### Records shown

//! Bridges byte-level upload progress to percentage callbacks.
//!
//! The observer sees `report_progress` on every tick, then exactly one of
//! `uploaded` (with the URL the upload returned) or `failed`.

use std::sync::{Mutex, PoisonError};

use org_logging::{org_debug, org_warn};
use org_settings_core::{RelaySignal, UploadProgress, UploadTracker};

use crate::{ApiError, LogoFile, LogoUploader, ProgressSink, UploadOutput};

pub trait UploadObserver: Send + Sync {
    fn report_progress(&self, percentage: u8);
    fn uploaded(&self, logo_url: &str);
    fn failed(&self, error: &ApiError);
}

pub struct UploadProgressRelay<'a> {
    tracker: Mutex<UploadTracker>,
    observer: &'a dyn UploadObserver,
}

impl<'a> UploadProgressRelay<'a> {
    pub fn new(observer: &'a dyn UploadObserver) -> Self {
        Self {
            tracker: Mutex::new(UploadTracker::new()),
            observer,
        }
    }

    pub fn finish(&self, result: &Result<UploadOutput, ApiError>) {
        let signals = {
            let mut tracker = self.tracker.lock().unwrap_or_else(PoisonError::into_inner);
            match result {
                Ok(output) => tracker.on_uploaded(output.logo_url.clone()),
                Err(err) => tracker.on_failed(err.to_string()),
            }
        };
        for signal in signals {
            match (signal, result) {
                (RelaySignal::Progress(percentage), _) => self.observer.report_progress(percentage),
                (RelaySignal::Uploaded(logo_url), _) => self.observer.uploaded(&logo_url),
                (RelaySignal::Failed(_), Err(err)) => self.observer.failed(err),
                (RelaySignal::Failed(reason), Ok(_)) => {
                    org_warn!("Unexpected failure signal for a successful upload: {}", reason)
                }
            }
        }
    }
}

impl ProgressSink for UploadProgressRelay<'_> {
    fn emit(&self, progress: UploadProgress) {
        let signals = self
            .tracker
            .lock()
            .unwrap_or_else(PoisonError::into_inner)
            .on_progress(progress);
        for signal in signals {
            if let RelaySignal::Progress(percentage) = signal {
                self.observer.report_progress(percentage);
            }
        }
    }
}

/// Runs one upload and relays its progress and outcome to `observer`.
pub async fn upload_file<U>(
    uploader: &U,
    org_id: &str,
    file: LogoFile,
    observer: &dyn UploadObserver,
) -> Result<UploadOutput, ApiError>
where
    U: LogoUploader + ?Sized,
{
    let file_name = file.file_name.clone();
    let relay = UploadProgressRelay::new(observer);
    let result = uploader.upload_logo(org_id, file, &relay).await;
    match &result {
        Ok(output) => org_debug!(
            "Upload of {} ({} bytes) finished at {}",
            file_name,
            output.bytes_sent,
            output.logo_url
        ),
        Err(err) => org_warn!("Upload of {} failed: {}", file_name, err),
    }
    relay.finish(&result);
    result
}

--

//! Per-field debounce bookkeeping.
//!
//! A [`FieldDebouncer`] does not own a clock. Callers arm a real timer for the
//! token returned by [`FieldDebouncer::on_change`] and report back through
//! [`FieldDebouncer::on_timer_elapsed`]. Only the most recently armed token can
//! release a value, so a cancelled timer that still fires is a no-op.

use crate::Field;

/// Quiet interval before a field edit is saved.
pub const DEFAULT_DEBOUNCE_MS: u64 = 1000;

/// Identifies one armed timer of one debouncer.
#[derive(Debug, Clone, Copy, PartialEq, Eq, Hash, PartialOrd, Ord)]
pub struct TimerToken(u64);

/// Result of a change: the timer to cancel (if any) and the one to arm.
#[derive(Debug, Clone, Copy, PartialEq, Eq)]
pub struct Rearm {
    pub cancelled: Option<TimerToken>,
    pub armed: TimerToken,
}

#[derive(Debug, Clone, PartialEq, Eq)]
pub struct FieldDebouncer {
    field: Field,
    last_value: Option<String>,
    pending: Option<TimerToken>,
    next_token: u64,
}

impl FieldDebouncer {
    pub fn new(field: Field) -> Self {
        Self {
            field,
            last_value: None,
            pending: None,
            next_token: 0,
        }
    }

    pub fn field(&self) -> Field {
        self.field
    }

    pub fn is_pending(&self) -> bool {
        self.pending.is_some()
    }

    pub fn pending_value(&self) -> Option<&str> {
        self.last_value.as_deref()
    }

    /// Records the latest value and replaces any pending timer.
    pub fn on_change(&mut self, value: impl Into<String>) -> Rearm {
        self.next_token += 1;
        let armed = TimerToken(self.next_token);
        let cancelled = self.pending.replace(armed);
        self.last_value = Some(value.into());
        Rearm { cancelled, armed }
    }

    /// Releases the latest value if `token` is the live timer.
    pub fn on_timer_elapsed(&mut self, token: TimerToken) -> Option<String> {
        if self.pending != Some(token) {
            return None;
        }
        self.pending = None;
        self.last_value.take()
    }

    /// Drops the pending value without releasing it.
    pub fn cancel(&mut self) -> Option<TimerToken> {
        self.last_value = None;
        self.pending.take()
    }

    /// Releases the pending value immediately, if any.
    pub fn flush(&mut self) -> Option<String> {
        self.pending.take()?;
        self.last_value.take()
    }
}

### Directions for this task
In the material above, locate the line containing "to percentage callbacks." and the line containing "pub trait UploadObserver: Send". Transcribe exactly those two lines and every line between them, and nothing more.

### Solution below
//! Bridges byte-level upload progress to percentage callbacks.
//!
//! The observer sees `report_progress` on every tick, then exactly one of
//! `uploaded` (with the URL the upload returned) or `failed`.

use std::sync::{Mutex, PoisonError};

use org_logging::{org_debug, org_warn};
use org_settings_core::{RelaySignal, UploadProgress, UploadTracker};

use crate::{ApiError, LogoFile, LogoUploader, ProgressSink, UploadOutput};

pub trait UploadObserver: Send + Sync {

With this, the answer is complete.